Von der IB in die AfD
Der „Box-Club Rheinhessen e.V.“ wurde im Februar 2023 mit Sitz in der Athener Allee 6 in Mainz in das Vereinsregister eingetragen. Die Adresse ist die gleiche, wie die des „Zentrum Rheinhessen“ über dessen Gründung und deren Verankerung im extrem rechten Netzwerk der „Deutschen Burschenschaft“ (DB) Belltower.News bereits berichtete. Bei dem drei-köpfigen Vorstand des Box-Clubs, offenbar alle aus dem Umfeld der Burschenschaft „Germania Halle zu Mainz“, sticht besonders Benjamin S. heraus. S. kann trotz seiner noch jungen Jahren auf eine längere Biografie in der extremen Rechten zurückblicken. Auf Bildern ist zu erkennen wie er am 20. Juli 2019 an einem Straßenfest der IB in Halle teilnahm. Damals gab es noch das Identitäre „Haus Flamberg“ in der Adam-Kuckhof-Straße 16. Mittlerweile ist das neofaschistische Hausprojekt gescheitert und das Haus verkauft.
Während der Hochphase der Coronaproteste im Winter 2021/22 trat S. in Frankfurt mit der IB-Nachfolgestruktur „Aktives Hessen“ in Erscheinung. Nachdem die Strategie der IB offen aufzutreten und „Gesicht zu zeigen“ gescheitert war, wurden deutschlandweit Regionalgruppen mit neuen Namen gegründet, die vermummt sowie klandestin auftraten. Für den Ableger in Hessen fungierte S. als Führungskader. Allerdings beschränkten sich die Aktionen von „Aktives Hessen“ auf Teilnahme an Coronaprotesten in Frankfurt mit Transparenten wie „Heimatschutz statt Mundschutz“ sowie dem Veröffentlichen provokanter Bilder mit „White Power“-Geste auf ihren Social-Media-Kanälen, welche in der Zwischenzeit gelöscht bzw. nicht mehr bedient werden. Dies hat wohl auch etwas mit der Mitgliedschaft bei der „Germania Halle zu Mainz“ zu tun. Durch starke Netzwerke dürften Burschen der DB gute Karrierechancen innerhalb der AfD haben. So verwundert es auch nicht, dass S. seit 2022 Mitarbeiter der AfD-Stadtratsfraktion in Mainz ist.
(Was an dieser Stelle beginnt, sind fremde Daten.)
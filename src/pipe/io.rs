//! Input and output seams of a pipe
//!
//! Inputs are polled from the worker thread; outputs are each invoked on their
//! own scoped thread during fan-out. Closures implement both traits through
//! blanket impls, so most callers never name them.
//!
//! Every call goes through a panic boundary ([`poll_guarded`] /
//! [`deliver_guarded`]) which turns an unwinding callback into an index-tagged
//! [`FaucetError`] before it can leave the calling thread.

use crate::context::Context;
use crate::error::{panic_message, FaucetError};
use std::panic::{catch_unwind, AssertUnwindSafe};
use std::sync::{Arc, Mutex, PoisonError};

/// A source a pipe polls once per tick (until one yields)
pub trait Input<T>: Send {
    /// Attempt to produce a value.
    ///
    /// `Ok(Some(value))` means found, `Ok(None)` means nothing available right
    /// now and the next input in rotation is tried. An error ends the pipe.
    fn poll(&mut self, ctx: &Context) -> anyhow::Result<Option<T>>;
}

impl<T, F> Input<T> for F
where
    F: FnMut(&Context) -> anyhow::Result<Option<T>> + Send,
{
    fn poll(&mut self, ctx: &Context) -> anyhow::Result<Option<T>> {
        self(ctx)
    }
}

/// A destination every polled value is delivered to
pub trait Output<T>: Send {
    /// Deliver `value`. An error ends the pipe after the current tick.
    fn deliver(&mut self, ctx: &Context, value: &T) -> anyhow::Result<()>;
}

impl<T, F> Output<T> for F
where
    F: FnMut(&Context, &T) -> anyhow::Result<()> + Send,
{
    fn deliver(&mut self, ctx: &Context, value: &T) -> anyhow::Result<()> {
        self(ctx, value)
    }
}

pub(crate) type SharedInput<T> = Arc<Mutex<Box<dyn Input<T>>>>;
pub(crate) type SharedOutput<T> = Arc<Mutex<Box<dyn Output<T>>>>;

/// Poll input `index`, converting errors and panics into tagged errors.
pub(crate) fn poll_guarded<T>(
    index: usize,
    input: &SharedInput<T>,
    ctx: &Context,
) -> Result<Option<T>, FaucetError> {
    let outcome = catch_unwind(AssertUnwindSafe(|| {
        input
            .lock()
            .unwrap_or_else(PoisonError::into_inner)
            .poll(ctx)
    }));

    match outcome {
        Ok(Ok(value)) => Ok(value),
        Ok(Err(source)) => Err(FaucetError::Input { index, source }),
        Err(payload) => Err(FaucetError::InputPanic {
            index,
            message: panic_message(payload.as_ref()),
        }),
    }
}

/// Deliver to output `index`, converting errors and panics into tagged errors.
pub(crate) fn deliver_guarded<T>(
    index: usize,
    output: &SharedOutput<T>,
    ctx: &Context,
    value: &T,
) -> Result<(), FaucetError> {
    let outcome = catch_unwind(AssertUnwindSafe(|| {
        output
            .lock()
            .unwrap_or_else(PoisonError::into_inner)
            .deliver(ctx, value)
    }));

    match outcome {
        Ok(Ok(())) => Ok(()),
        Ok(Err(source)) => Err(FaucetError::Output { index, source }),
        Err(payload) => Err(FaucetError::OutputPanic {
            index,
            message: panic_message(payload.as_ref()),
        }),
    }
}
Das sich S. mit seinem Engagement bei der AfD nicht gemäßigt hat, zeigen seine Aktivitäten im „Zentrum Rheinhessen“. Wenn Identitäre wie Jonas Schick, Reinhild Boßdorf mit ihrer antifeministischen Initiative „Lukreta“ oder Rechtsextreme von „Ein Prozent“ sowie dem „Institut für Staatspolitik“ (IfS) die Immobilie im Mainz Hechtsheim besuchen, ist S. vor Ort – oft gemeinsam mit dem „Germanen“ Damian Lohr (MdL). Ebenfalls Gründungsmitglied des „Box-Club Rheinhessen e.V.“. Wie bei dem Verein „Deutsches Kulturerbe Rheinhessen e.V.“, der die Immobilie betreibt, fungiert Lohr beim Box-Club als Rechnungsprüfer.
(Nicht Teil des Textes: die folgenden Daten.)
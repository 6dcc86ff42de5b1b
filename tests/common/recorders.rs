//! Outputs and inputs that record what happened to them

use faucet_rs::{Context, Output, Pipe};
use std::sync::atomic::{AtomicBool, AtomicUsize, Ordering};
use std::sync::{Arc, Mutex};
use std::time::Instant;

/// Collects every value delivered to it
#[derive(Clone)]
pub struct Recorder<T> {
    values: Arc<Mutex<Vec<T>>>,
}

impl<T: Clone + Send + 'static> Recorder<T> {
    pub fn new() -> Self {
        Self {
            values: Arc::new(Mutex::new(Vec::new())),
        }
    }

    pub fn values(&self) -> Vec<T> {
        self.values.lock().unwrap().clone()
    }

    pub fn len(&self) -> usize {
        self.values.lock().unwrap().len()
    }

    pub fn is_empty(&self) -> bool {
        self.len() == 0
    }

    pub fn push(&self, value: T) {
        self.values.lock().unwrap().push(value);
    }
}

impl<T: Clone + Send + 'static> Output<T> for Recorder<T> {
    fn deliver(&mut self, _ctx: &Context, value: &T) -> anyhow::Result<()> {
        self.push(value.clone());
        Ok(())
    }
}

/// Delivery window of one output call
#[derive(Debug, Clone, Copy)]
pub struct Span {
    pub value: u64,
    pub started: Instant,
    pub finished: Instant,
}

/// Register an output that sleeps for `work` and records its delivery window.
pub fn add_timed_output(pipe: &Pipe<u64>, spans: &Recorder<Span>, work: std::time::Duration) {
    let spans = spans.clone();
    pipe.add_output(move |_, value: &u64| {
        let started = Instant::now();
        std::thread::sleep(work);
        spans.push(Span {
            value: *value,
            started,
            finished: Instant::now(),
        });
        Ok(())
    });
}

/// Input that is always found, yielding 1, 2, 3, ...
pub fn counting_input() -> impl FnMut(&Context) -> anyhow::Result<Option<u64>> + Send + 'static {
    let next = AtomicUsize::new(0);
    move |_: &Context| Ok(Some(next.fetch_add(1, Ordering::SeqCst) as u64 + 1))
}

/// Flag raised the first time an output is called
pub fn tripwire<T: 'static>() -> (
    Arc<AtomicBool>,
    impl FnMut(&Context, &T) -> anyhow::Result<()> + Send + 'static,
) {
    let tripped = Arc::new(AtomicBool::new(false));
    let flag = tripped.clone();
    (tripped, move |_: &Context, _: &T| -> anyhow::Result<()> {
        flag.store(true, Ordering::SeqCst);
        Ok(())
    })
}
Abgrenzung des Breitensports
Im „Zentrum Rheinhessen“ haben sich bisher Damian Lohr und der AfD-Bundestagsabgeordnete Sebastian Münzenmaier mit ihren Wahlkreisbüros eingemietet. Zusätzlich dient das „Zentrum“ als Adresse der AfD Mainz und Mainz/Bingen sowie der AfD Rheinland-Pfalz. Mit dem „Box-Club Rheinhessen e.V.“ kommt nun eine weitere Struktur hinzu. Die Akteure bleiben die Gleichen. Kampfsportexperte Robert Claus ist, sicher dass es sich bei dem Verein höchstens sekundär um ein „Sportangebot“ im Breitensport handelt, sondern vielmehr um ein Angebot extrem rechter Lebenswelt: „Sportgruppen, die sich im extrem Rechten Milieu bewegen, [sind] nicht offen für People of Colour. Meist gibt es auch kein Angebot für Frauen, keinen Sport für Menschen mit Behinderung. Ihr Sport ist ein Mittel der sozialen Schließung“. Die AfD in Rheinland-Pfalz braucht ideologisch geschulte Kader und ist auf Zuzug angewiesen. Unzweifelhaft sollte durch das „patriotische Leuchtturm-Projekt“, wie die rechtsextreme Kampagne „Ein Prozent“ unlängst das „Zentrum Rheinhessen“ bezeichnete, die Universitätsstadt Mainz für extrem Rechte Akteure attraktiv werden – auch wegen dem Kampfsportangebot.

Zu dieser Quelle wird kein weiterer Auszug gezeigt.